Разумеется, с точки зрения городских властей, это было делом самих чу­жаков — «вписаться»: культура не собиралась подстраиваться под них. Вез­десущий оборот речи «Дорогие ленинградцы и гости нашего города» прово­дил различие между теми, кто «принадлежал» этому городу, и теми, кому было в нем позволено присутствовать. Таким образом, этот оборот являл тра­диционное двойное лицо гостеприимства: как выражение доброй воли и как неприятие угрозы, привносимой чужаком. Категория ленинградец (включав­шая многих приезжих, которым худо-бедно удалось устроиться в городе) фундаментальным образом определялась существованием «гостей», чье при­сутствие допускалось только на временной основе. Это относилось к русским из провинции так же, как и к «гостям» из других мест. Поэт Николай Рубцов писал в 1960 году: «Уже больше трех месяцев живу в Ленинграде. Прописали все-таки, этот случай относится к числу исключительных, ибо здесь свято и железно чтут указание горисполкома не прописывать в городе граждан из-за города, тем более из других областей. Появись в городе Диосфен (так! т.е. Диоген. — К.К.), даже Диосфен, — его все равно не прописали бы здесь ни в одной бочке: бочек хватает и в других городах»[59]. Но, как указывают при­веденные выше комментарии по поводу жилищной политики в Ленинграде, категория (этнически) «национальный» могла стать подкатегорией «провин­циального», выступая чем-то еще более далеким от идеала культурности.

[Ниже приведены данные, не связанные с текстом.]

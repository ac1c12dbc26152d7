use std::collections::BTreeMap;

use axum::{
    extract::rejection::JsonRejection,
    http::StatusCode,
    response::{IntoResponse, Response},
    Json,
};
use serde_json::json;
use thiserror::Error;

/// Field name → message, as returned for rejected DTOs.
pub type FieldErrors = BTreeMap<String, String>;

/// Errors returned by handlers. Each variant maps to one status code and
/// body shape; server-side failures are logged and answered generically.
#[derive(Debug, Error)]
pub enum ApiError {
    #[error("{0}")]
    BadRequest(String),

    #[error("validation failed")]
    Validation(FieldErrors),

    /// Transactional write failed; the message is shown to the client.
    #[error("{0}")]
    Rejected(&'static str),

    /// No authenticated user in the session.
    #[error("authentication required")]
    Unauthorized,

    #[error("invalid credentials")]
    LoginFailed,

    #[error("not found")]
    NotFound,

    #[error("session error: {0}")]
    Session(#[from] tower_sessions::session::Error),

    #[error(transparent)]
    Internal(#[from] anyhow::Error),
}

impl IntoResponse for ApiError {
    fn into_response(self) -> Response {
        match self {
            ApiError::BadRequest(msg) => (StatusCode::BAD_REQUEST, Json(msg)).into_response(),
            ApiError::Validation(fields) => (StatusCode::BAD_REQUEST, Json(fields)).into_response(),
            ApiError::Rejected(msg) => {
                (StatusCode::BAD_REQUEST, Json(json!({ "error": msg }))).into_response()
            }
            ApiError::Unauthorized => (StatusCode::UNAUTHORIZED, Json(false)).into_response(),
            ApiError::LoginFailed => StatusCode::UNAUTHORIZED.into_response(),
            ApiError::NotFound => (
                StatusCode::NOT_FOUND,
                Json(json!({ "message": "Not Found" })),
            )
                .into_response(),
            ApiError::Session(e) => {
                tracing::error!(error = %e, "session error");
                internal()
            }
            ApiError::Internal(e) => {
                tracing::error!(error = ?e, "internal error");
                internal()
            }
        }
    }
}

fn internal() -> Response {
    (
        StatusCode::INTERNAL_SERVER_ERROR,
        Json(json!({ "message": "Internal Server Error" })),
    )
        .into_response()
}

/// Unwraps a JSON body, turning a rejection into a 400 with its text.
pub fn json_body<T>(payload: Result<Json<T>, JsonRejection>) -> Result<T, ApiError> {
    match payload {
        Ok(Json(v)) => Ok(v),
        Err(rejection) => {
            tracing::warn!(error = %rejection, "rejected request body");
            Err(ApiError::BadRequest(rejection.body_text()))
        }
    }
}

/// Fallback for unmatched routes.
pub async fn not_found() -> ApiError {
    ApiError::NotFound
}

#[cfg(test)]
mod tests {
    use super::*;
    use axum::body::to_bytes;

    async fn parts(err: ApiError) -> (StatusCode, String) {
        let res = err.into_response();
        let status = res.status();
        let body = to_bytes(res.into_body(), usize::MAX).await.unwrap();
        (status, String::from_utf8(body.to_vec()).unwrap())
    }

    #[tokio::test]
    async fn bad_request_is_a_json_string() {
        let (status, body) = parts(ApiError::BadRequest("failed to fetch data".into())).await;
        assert_eq!(status, StatusCode::BAD_REQUEST);
        assert_eq!(body, "\"failed to fetch data\"");
    }

    #[tokio::test]
    async fn validation_is_keyed_by_field() {
        let mut fields = FieldErrors::new();
        fields.insert("user_id".into(), "This field is required.".into());
        let (status, body) = parts(ApiError::Validation(fields)).await;
        assert_eq!(status, StatusCode::BAD_REQUEST);
        assert_eq!(body, r#"{"user_id":"This field is required."}"#);
    }

    #[tokio::test]
    async fn unauthorized_returns_false() {
        let (status, body) = parts(ApiError::Unauthorized).await;
        assert_eq!(status, StatusCode::UNAUTHORIZED);
        assert_eq!(body, "false");
    }

    #[tokio::test]
    async fn login_failed_has_no_body() {
        let (status, body) = parts(ApiError::LoginFailed).await;
        assert_eq!(status, StatusCode::UNAUTHORIZED);
        assert!(body.is_empty());
    }

    #[tokio::test]
    async fn internal_errors_hide_details() {
        let (status, body) = parts(anyhow::anyhow!("connection refused").into()).await;
        assert_eq!(status, StatusCode::INTERNAL_SERVER_ERROR);
        assert!(!body.contains("connection refused"));
    }
}
use serde::Serialize;
use sqlx::FromRow;

/// User record in the database.
#[derive(Debug, Clone, Serialize, FromRow)]
pub struct User {
    #[serde(rename = "id")]
    pub user_id: i64,
    pub user_name: String,
    #[serde(skip_serializing)]
    pub password: String, // argon2 PHC string, never sent to clients
}
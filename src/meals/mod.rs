pub mod dto;
pub mod handlers;
pub mod repo;
pub mod repo_types;
pub mod services;

use crate::state::AppState;
use axum::Router;

pub use repo_types::Meal;

pub fn router() -> Router<AppState> {
    handlers::meal_routes()
}
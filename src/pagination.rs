use lazy_static::lazy_static;
use regex::Regex;
use serde::Serialize;

pub(crate) fn is_numeric(s: &str) -> bool {
    lazy_static! {
        static ref NUMERIC_RE: Regex = Regex::new(r"^[0-9]+$").unwrap();
    }
    NUMERIC_RE.is_match(s)
}

/// Parses a non-negative decimal id or count; anything else is `None`.
pub(crate) fn parse_numeric(s: &str) -> Option<i64> {
    if !is_numeric(s) {
        return None;
    }
    s.parse::<i64>().ok()
}

/// Requested window into a result set.
#[derive(Debug, Clone, Copy, PartialEq, Eq)]
pub struct Paging {
    pub page: i64,
    pub size: i64,
}

impl Paging {
    /// Returns `None` (no pagination) unless both values are numeric and
    /// `size` is at least one.
    pub fn parse(page: Option<&str>, size: Option<&str>) -> Option<Self> {
        let page = parse_numeric(page?)?;
        let size = parse_numeric(size?)?;
        if size < 1 {
            return None;
        }
        Some(Self { page, size })
    }

    pub fn limit(&self) -> i64 {
        self.size
    }

    pub fn offset(&self) -> i64 {
        self.page.saturating_mul(self.size)
    }
}

#[derive(Debug, Serialize)]
#[serde(rename_all = "camelCase")]
pub struct Page<T> {
    pub content: Vec<T>,
    pub last: bool,
    pub total_elements: i64,
    pub total_pages: i64,
    pub size: i64,
    pub page: i64,
    pub number_of_elements: i64,
}

impl<T> Page<T> {
    /// `total_elements` is the size of the whole matching set, not of
    /// `content`.
    pub fn new(content: Vec<T>, paging: Option<Paging>, total_elements: i64) -> Self {
        let total_elements = total_elements.max(0);
        let number_of_elements = content.len() as i64;
        match paging {
            Some(Paging { page, size }) => {
                let total_pages = total_pages(total_elements, size);
                Self {
                    content,
                    last: page.saturating_add(1) >= total_pages,
                    total_elements,
                    total_pages,
                    size,
                    page,
                    number_of_elements,
                }
            }
            None => Self {
                content,
                last: true,
                total_elements,
                total_pages: if total_elements > 0 { 1 } else { 0 },
                size: total_elements,
                page: 0,
                number_of_elements,
            },
        }
    }
}

/// `ceil(total / size)`, floored at zero.
pub fn total_pages(total: i64, size: i64) -> i64 {
    if total <= 0 || size <= 0 {
        return 0;
    }
    (total - 1) / size + 1
}
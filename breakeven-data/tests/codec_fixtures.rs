//! Import and export against files on disk.

use std::fs::File;

use breakeven_core::{BusinessModel, Schema, calculate_all};
use breakeven_data::{SkipReason, export_to_string, import_from_reader, import_from_str};
use pretty_assertions::assert_eq;
use rust_decimal_macros::dec;

const SUMMER_UPDATE: &str = include_str!("fixtures/summer_update.csv");

fn fixture_path(name: &str) -> String {
    format!("{}/tests/fixtures/{name}", env!("CARGO_MANIFEST_DIR"))
}

#[test]
fn test_fixture_applies_known_rows() {
    let mut model = BusinessModel::default();

    let report = import_from_str(&mut model, &Schema::default_shape(), SUMMER_UPDATE);

    assert_eq!(report.applied, 6);
    assert_eq!(model.costs.personnel[6].high, dec!(2));
    assert_eq!(model.costs.operating[0].monthly, dec!(1800));
    assert_eq!(model.revenue.daily.high_season.occupancy, dec!(80));
    assert_eq!(model.revenue.ticketed[1].label, "Quiz Nights, weekly");
    assert_eq!(model.revenue.fixed[1].high, dec!(2));
}

#[test]
fn test_fixture_reports_skipped_rows() {
    let mut model = BusinessModel::default();

    let report = import_from_str(&mut model, &Schema::default_shape(), SUMMER_UPDATE);

    let skipped: Vec<_> = report
        .skipped
        .iter()
        .map(|s| (s.line, s.reason.clone()))
        .collect();
    assert_eq!(
        skipped,
        vec![
            (10, SkipReason::NoDelimiter),
            (9, SkipReason::UnknownKey),
        ]
    );
    assert_eq!(model.revenue.fixed.len(), 4);
}

#[test]
fn test_comma_decimal_with_thousands_dot_keeps_prefix() {
    let mut model = BusinessModel::default();

    import_from_str(&mut model, &Schema::default_shape(), SUMMER_UPDATE);

    // "2.400,5" reads as "2.400.5", whose numeric prefix is 2.4
    assert_eq!(model.costs.goods[0].monthly, dec!(2.4));
}

#[test]
fn test_import_from_file_matches_import_from_str() {
    let schema = Schema::default_shape();
    let mut from_file = BusinessModel::default();
    let mut from_str = BusinessModel::default();

    let file = File::open(fixture_path("summer_update.csv")).expect("fixture should open");
    import_from_reader(&mut from_file, &schema, file).expect("fixture should import");
    import_from_str(&mut from_str, &schema, SUMMER_UPDATE);

    assert_eq!(from_file, from_str);
}

#[test]
fn test_imported_figures_follow_the_new_values() {
    let mut model = BusinessModel::default();
    import_from_str(&mut model, &Schema::default_shape(), SUMMER_UPDATE);

    let figures = calculate_all(&model);

    // 50 seats x 0.8 x 2.5 turns
    assert_eq!(figures.daily_high.guests, dec!(100));
    // two weddings at 3000 in the high season
    assert_eq!(
        figures.fixed.line("small-weddings").map(|l| l.seasons.high),
        Some(dec!(6000))
    );
}

#[test]
fn test_export_of_imported_model_round_trips() {
    let schema = Schema::default_shape();
    let mut first = BusinessModel::default();
    import_from_str(&mut first, &schema, SUMMER_UPDATE);

    let mut second = BusinessModel::default();
    second.revenue.ticketed[1].label = first.revenue.ticketed[1].label.clone();
    import_from_str(&mut second, &schema, &export_to_string(&first));

    assert_eq!(second, first);
}
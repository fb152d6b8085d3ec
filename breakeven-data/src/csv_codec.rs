//! CSV export and import of a [`BusinessModel`].
//!
//! ## Format
//!
//! A two-column table with a literal `key,value` header. Every key is the
//! dotted path of one leaf field and every value is quoted:
//!
//! ```csv
//! key,value
//! costs.personnel.exp-barista-40h.salary,"3000"
//! revenue.daily.high-season-daily.tableTurnover,"2.5"
//! ```
//!
//! Label fields are left out of exports but accepted on import. Values are
//! converted by the type the [`Schema`] records for the key, so numeric
//! fields stay numbers even when the cell holds garbage (it becomes 0).
//! Keys the schema does not know are rejected.

use std::fmt;
use std::io::{Read, Write};

use breakeven_core::{BusinessModel, Schema, is_label_key};
use thiserror::Error;
use tracing::{debug, info, warn};

pub const HEADER: &str = "key,value";

#[derive(Debug, Error)]
pub enum CodecError {
    #[error("I/O error: {0}")]
    Io(#[from] std::io::Error),
}

// ---------------------------------------------------------------------------
// Export
// ---------------------------------------------------------------------------

fn quote(value: &str) -> String {
    format!("\"{}\"", value.replace('"', "\"\""))
}

/// Renders `model` as CSV text with `\n` line endings.
pub fn export_to_string(model: &BusinessModel) -> String {
    let mut out = String::from(HEADER);
    out.push('\n');
    for (key, value) in model.flatten() {
        if is_label_key(&key) {
            continue;
        }
        out.push_str(&key);
        out.push(',');
        out.push_str(&quote(&value.to_string()));
        out.push('\n');
    }
    out
}

/// Writes the export of `model` to `writer`.
pub fn write_export<W: Write>(
    model: &BusinessModel,
    mut writer: W,
) -> Result<(), CodecError> {
    writer.write_all(export_to_string(model).as_bytes())?;
    writer.flush()?;
    Ok(())
}

// ---------------------------------------------------------------------------
// Import
// ---------------------------------------------------------------------------

/// One `key,value` pair read from an import file.
#[derive(Debug, Clone, PartialEq, Eq)]
pub struct CsvRow {
    /// 1-based line the row starts on.
    pub line: u64,
    pub key: String,
    pub value: String,
}

#[derive(Debug, Clone, PartialEq, Eq)]
pub enum SkipReason {
    NoDelimiter,
    EmptyKey,
    UnknownKey,
    Unreadable(String),
}

impl fmt::Display for SkipReason {
    fn fmt(
        &self,
        f: &mut fmt::Formatter<'_>,
    ) -> fmt::Result {
        match self {
            Self::NoDelimiter => f.write_str("no delimiter"),
            Self::EmptyKey => f.write_str("empty key"),
            Self::UnknownKey => f.write_str("unknown key"),
            Self::Unreadable(msg) => write!(f, "unreadable row: {msg}"),
        }
    }
}

/// A row that was not applied, and why.
#[derive(Debug, Clone, PartialEq, Eq)]
pub struct SkippedRow {
    pub line: u64,
    pub key: String,
    pub reason: SkipReason,
}

/// Rows read from import text, before they touch a model.
#[derive(Debug, Clone, Default, PartialEq, Eq)]
pub struct ParsedRows {
    pub rows: Vec<CsvRow>,
    pub skipped: Vec<SkippedRow>,
}

/// Outcome of merging rows into a model.
#[derive(Debug, Clone, Default, PartialEq, Eq)]
pub struct ImportReport {
    pub applied: usize,
    pub skipped: Vec<SkippedRow>,
}

/// Splits import text into rows.
///
/// The first record is the header and is discarded. Blank lines are ignored
/// and `\r\n` endings are accepted. Everything after the first delimiter is
/// the value, so unquoted commas survive.
pub fn parse_rows(text: &str) -> ParsedRows {
    let mut reader = csv::ReaderBuilder::new()
        .has_headers(true)
        .flexible(true)
        .from_reader(text.as_bytes());

    let mut parsed = ParsedRows::default();
    for result in reader.records() {
        let record = match result {
            Ok(record) => record,
            Err(err) => {
                let line = err.position().map(|p| p.line()).unwrap_or_default();
                warn!(line, error = %err, "skipping unreadable import row");
                parsed.skipped.push(SkippedRow {
                    line,
                    key: String::new(),
                    reason: SkipReason::Unreadable(err.to_string()),
                });
                continue;
            }
        };

        let line = record.position().map(|p| p.line()).unwrap_or_default();
        let key = record.get(0).unwrap_or_default().trim().to_string();
        let reason = if record.len() < 2 {
            Some(SkipReason::NoDelimiter)
        } else if key.is_empty() {
            Some(SkipReason::EmptyKey)
        } else {
            None
        };
        if let Some(reason) = reason {
            debug!(line, %reason, "skipping import row");
            parsed.skipped.push(SkippedRow { line, key, reason });
            continue;
        }

        let value = record.iter().skip(1).collect::<Vec<_>>().join(",");
        parsed.rows.push(CsvRow { line, key, value });
    }
    parsed
}

/// Applies `rows` to `model`, converting each value by its schema type.
///
/// Rows are applied in order, so a later row for the same key wins.
pub fn import_rows(
    model: &mut BusinessModel,
    schema: &Schema,
    rows: &[CsvRow],
) -> ImportReport {
    let mut report = ImportReport::default();
    for row in rows {
        let applied = match schema.resolve(&row.key, &row.value) {
            Some((path, value)) => model.set_field(&path, value).is_ok(),
            None => false,
        };
        if applied {
            report.applied += 1;
            continue;
        }
        warn!(line = row.line, key = %row.key, "rejecting unknown import key");
        report.skipped.push(SkippedRow {
            line: row.line,
            key: row.key.clone(),
            reason: SkipReason::UnknownKey,
        });
    }
    report
}

/// Parses `text` and merges it into `model`.
///
/// Rows skipped while parsing are listed in the report ahead of rows the
/// schema rejected.
pub fn import_from_str(
    model: &mut BusinessModel,
    schema: &Schema,
    text: &str,
) -> ImportReport {
    let parsed = parse_rows(text);
    let mut report = import_rows(model, schema, &parsed.rows);
    let mut skipped = parsed.skipped;
    skipped.append(&mut report.skipped);
    report.skipped = skipped;

    info!(
        applied = report.applied,
        skipped = report.skipped.len(),
        "imported model values"
    );
    report
}

/// Reads import text from `reader` and merges it into `model`.
pub fn import_from_reader<R: Read>(
    model: &mut BusinessModel,
    schema: &Schema,
    mut reader: R,
) -> Result<ImportReport, CodecError> {
    let mut text = String::new();
    reader.read_to_string(&mut text)?;
    Ok(import_from_str(model, schema, &text))
}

Неудивительно, что это отношение было распространено в советское время и до, и после смерти Сталина, учитывая ограничительный характер со­циальных норм в тот период[60]. Однако культура города не стала существенно более восприимчива к чужакам в эпоху гласности и перестройки: в самом деле, ухудшение экономических условий и общие социальные потрясения конца 1980-х — начала 1990-х только повысили вероятность возникновения конфликтов ленинградцев с приезжими, особенно не из Европы.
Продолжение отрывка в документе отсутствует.